Did you get it from a pet shop? The best thing would be to ask where they get their stock. This could well be TheSpiderShop and if it is, it's probably a P. sp S. Ecuador II because they have that size in stock at the moment.


----------



## Christie&Spence (Feb 27, 2010)

Very pretty  This is going to seem really stupid but whats that in the left hand corner?:hmm:


----------



## mcluskyisms (Jan 24, 2010)

I thought _P.sp."Ecuador II"_ first then I changed my mind due to the coloration of the carapace....

:blush:


----------



## Ebola (Mar 26, 2010)

Christie&Spence the nasty stuff in the corner is bug gel and its totally useless for T's


----------



## NightGecko (Jul 17, 2009)

garlicpickle said:


> It also looks exactly like my P. sp south Ecuador II. Quite a lot of Pampho spp look like that as slings. ID from a photo is not reliable.
> 
> Did you get it from a pet shop? The best thing would be to ask where they get their stock. This could well be TheSpiderShop and if it is, it's probably a P. sp S. Ecuador II because they have that size in stock at the moment.


Yes it came through the spider shop, and was listed as Pamphobeteus sp Ecuador II, I must have misread it as I thought it said "pamphobeteus spp." as in 'it's a species of pamphobeteus, but we dont know which'

What does the sp stand for? I'm more a lizard guy only dabbled in inverts really : victory:



Ebola said:


> Christie&Spence the nasty stuff in the corner is bug gel and its totally useless for T's


Do you use water bowls? They said they can drown in water, and that sponges are useless. Plus it's too small for a bowl really, only keeping it in a cricket tub at the moment it's about the size of a 10p : victory:


----------



## brownj6709 (Jan 26, 2010)

use pill blister packs i cut the lil pot things out n use em seem to work fine for mine


----------



## Graylord (Jul 17, 2007)

All my slings and subadult t`s get all their water by spraying only ,they seem to do ok on it.


----------



## NightGecko (Jul 17, 2009)

Also I rang Gaya back up after the delivery came in that I nabbed this guy off about sex but they said it's too young to tell?

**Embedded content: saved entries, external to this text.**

//! # Triggers
//!
//! A trigger (combination) is an ordered list of descriptors whose last
//! element is the one that "closes" the chord.
//!
//! Two triggers are equal when they contain the same descriptors as a
//! multiset and end on the same descriptor. `Ctrl + Shift + A` and
//! `Shift + Ctrl + A` are the same trigger; `Ctrl + A` and `A + Ctrl` are not.
//!
//! ```
//! use std::str::FromStr;
//! use remapper::event::{Descriptor, Trigger};
//!
//! let ctrl = Descriptor::from_str("KEY_LEFTCTRL").unwrap();
//! let shift = Descriptor::from_str("KEY_LEFTSHIFT").unwrap();
//! let a = Descriptor::from_str("KEY_A").unwrap();
//!
//! let one = Trigger::new(vec![ctrl, shift, a]).unwrap();
//! let two = Trigger::new(vec![shift, ctrl, a]).unwrap();
//! let three = Trigger::new(vec![ctrl, a, shift]).unwrap();
//! assert_eq!(one, two);
//! assert_ne!(one, three);
//! ```

use std::fmt;
use std::hash::{Hash, Hasher};
use std::str::FromStr;

use evdev::{AbsoluteAxisType, Key, RelativeAxisType};

use super::input::{InputKey, EV_ABS, EV_KEY, EV_REL};
use crate::error::{RemapError, Result};

/// Normalized `(type, code, sign)` view of one physical signal and direction.
///
/// For keys the sign is 1 (pressed). For axes it is the direction of
/// deflection, or 0 when the trigger uses the whole analog axis.
#[derive(Debug, Clone, Copy, PartialEq, Eq, Hash, PartialOrd, Ord)]
pub struct Descriptor {
    pub ev_type: u16,
    pub code: u16,
    pub sign: i8,
}

impl Descriptor {
    #[must_use]
    pub const fn new(ev_type: u16, code: u16, sign: i8) -> Self {
        Self {
            ev_type,
            code,
            sign,
        }
    }

    /// A pressed key or button.
    #[must_use]
    pub const fn key(code: u16) -> Self {
        Self::new(EV_KEY, code, 1)
    }

    /// A whole absolute axis, used as an analog input.
    #[must_use]
    pub const fn axis(code: u16) -> Self {
        Self::new(EV_ABS, code, 0)
    }

    #[must_use]
    pub fn input_key(&self) -> InputKey {
        InputKey::new(self.ev_type, self.code)
    }

    /// True for an absolute axis used as a continuous input.
    #[must_use]
    pub fn is_analog_axis(&self) -> bool {
        self.ev_type == EV_ABS && self.sign == 0
    }
}

impl fmt::Display for Descriptor {
    fn fmt(&self, f: &mut fmt::Formatter<'_>) -> fmt::Result {
        write!(f, "{}", self.input_key())?;
        match (self.ev_type, self.sign) {
            (EV_KEY, _) => Ok(()),
            (_, s) if s > 0 => write!(f, "+"),
            (_, s) if s < 0 => write!(f, "-"),
            _ => Ok(()),
        }
    }
}

impl FromStr for Descriptor {
    type Err = RemapError;

    /// Parses `KEY_A`, `BTN_SOUTH`, `ABS_X` (whole axis), `ABS_HAT0X-`,
    /// `ABS_HAT0X+` or `REL_WHEEL+`.
    fn from_str(s: &str) -> Result<Self> {
        let s = s.trim();
        let (name, sign) = match s.strip_suffix('+') {
            Some(name) => (name, Some(1)),
            None => match s.strip_suffix('-') {
                Some(name) => (name, Some(-1)),
                None => (s, None),
            },
        };

        if let Ok(key) = Key::from_str(name) {
            if sign.is_some() {
                return Err(RemapError::UnknownSymbol(s.to_string()));
            }
            return Ok(Self::key(key.code()));
        }
        if let Ok(axis) = AbsoluteAxisType::from_str(name) {
            return Ok(Self::new(EV_ABS, axis.0, sign.unwrap_or(0)));
        }
        if let Ok(axis) = RelativeAxisType::from_str(name) {
            return Ok(Self::new(EV_REL, axis.0, sign.unwrap_or(1)));
        }
        Err(RemapError::UnknownSymbol(s.to_string()))
    }
}

/// Ordered, non-empty list of descriptors that fires one mapping.
#[derive(Debug, Clone)]
pub struct Trigger {
    descriptors: Vec<Descriptor>,
}

impl Trigger {
    /// Creates a trigger. The last descriptor is the terminal one.
    ///
    /// # Errors
    ///
    /// Returns `InvalidMapping` for an empty list.
    pub fn new(descriptors: Vec<Descriptor>) -> Result<Self> {
        if descriptors.is_empty() {
            return Err(RemapError::InvalidMapping(
                "trigger must contain at least one input".to_string(),
            ));
        }
        Ok(Self { descriptors })
    }

    /// Trigger made of one descriptor.
    #[must_use]
    pub fn single(descriptor: Descriptor) -> Self {
        Self {
            descriptors: vec![descriptor],
        }
    }

    /// Parses a list of symbolic names such as `["KEY_LEFTCTRL", "KEY_A"]`.
    ///
    /// # Errors
    ///
    /// Returns `UnknownSymbol` for names evdev does not know, or
    /// `InvalidMapping` for an empty list.
    pub fn parse<S: AsRef<str>>(names: &[S]) -> Result<Self> {
        let descriptors = names
            .iter()
            .map(|name| Descriptor::from_str(name.as_ref()))
            .collect::<Result<Vec<_>>>()?;
        Self::new(descriptors)
    }

    /// The descriptor that closes the chord.
    #[must_use]
    pub fn terminal(&self) -> Descriptor {
        // non-empty by construction
        self.descriptors[self.descriptors.len() - 1]
    }

    #[must_use]
    pub fn len(&self) -> usize {
        self.descriptors.len()
    }

    #[must_use]
    pub fn is_empty(&self) -> bool {
        self.descriptors.is_empty()
    }

    pub fn iter(&self) -> impl Iterator<Item = &Descriptor> {
        self.descriptors.iter()
    }

    #[must_use]
    pub fn contains_key(&self, key: InputKey) -> bool {
        self.descriptors.iter().any(|d| d.input_key() == key)
    }

    /// Distinct `(type, code)` pairs, in trigger order.
    #[must_use]
    pub fn input_keys(&self) -> Vec<InputKey> {
        let mut keys = Vec::with_capacity(self.descriptors.len());
        for key in self.descriptors.iter().map(Descriptor::input_key) {
            if !keys.contains(&key) {
                keys.push(key);
            }
        }
        keys
    }

    /// The whole-axis descriptor of an analog trigger, if there is one.
    #[must_use]
    pub fn analog_axis(&self) -> Option<InputKey> {
        self.descriptors
            .iter()
            .find(|d| d.is_analog_axis())
            .map(Descriptor::input_key)
    }

    /// Every descriptor except the analog axis.
    #[must_use]
    pub fn digital_part(&self) -> Vec<Descriptor> {
        self.descriptors
            .iter()
            .filter(|d| !d.is_analog_axis())
            .copied()
            .collect()
    }

    fn sorted(&self) -> Vec<Descriptor> {
        let mut sorted = self.descriptors.clone();
        sorted.sort_unstable();
        sorted
    }
}

impl PartialEq for Trigger {
    fn eq(&self, other: &Self) -> bool {
        self.len() == other.len()
            && self.terminal() == other.terminal()
            && self.sorted() == other.sorted()
    }
}

impl Eq for Trigger {}

impl Hash for Trigger {
    fn hash<H: Hasher>(&self, state: &mut H) {
        self.terminal().hash(state);
        self.sorted().hash(state);
    }
}

impl From<Descriptor> for Trigger {
    fn from(descriptor: Descriptor) -> Self {
        Self::single(descriptor)
    }
}

impl fmt::Display for Trigger {
    fn fmt(&self, f: &mut fmt::Formatter<'_>) -> fmt::Result {
        for (i, descriptor) in self.descriptors.iter().enumerate() {
            if i > 0 {
                write!(f, " + ")?;
            }
            write!(f, "{descriptor}")?;
        }
        Ok(())
    }
}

I have no intention to breed so I'm only really after the coloration of the adult male... any ideas if I got lucky or too early?



I spray anyway so may as well remove the gel then. Luckily I didnt buy it as I already use the stuff for my roach colony etc 

: victory:


----------



## garlicpickle (Jan 16, 2009)

NightGecko said:


> Yes it came through the spider shop, and was listed as Pamphobeteus sp Ecuador II, I must have misread it as I thought it said "pamphobeteus spp." as in 'it's a species of pamphobeteus, but we dont know which'
> 
> What does the sp stand for? I'm more a lizard guy only dabbled in inverts really : victory:
> 
> Do you use water bowls? They said they can drown in water, and that sponges are useless. Plus it's too small for a bowl really, only keeping it in a cricket tub at the moment it's about the size of a 10p : victory:


"sp" (species) means it's either known or strongly suspected to be a Pamphobeteus, and the sp. is often used for locations or colour and so on just to keep hobby material isolated from properly identified stuff so no potential crossbreeding occurs. 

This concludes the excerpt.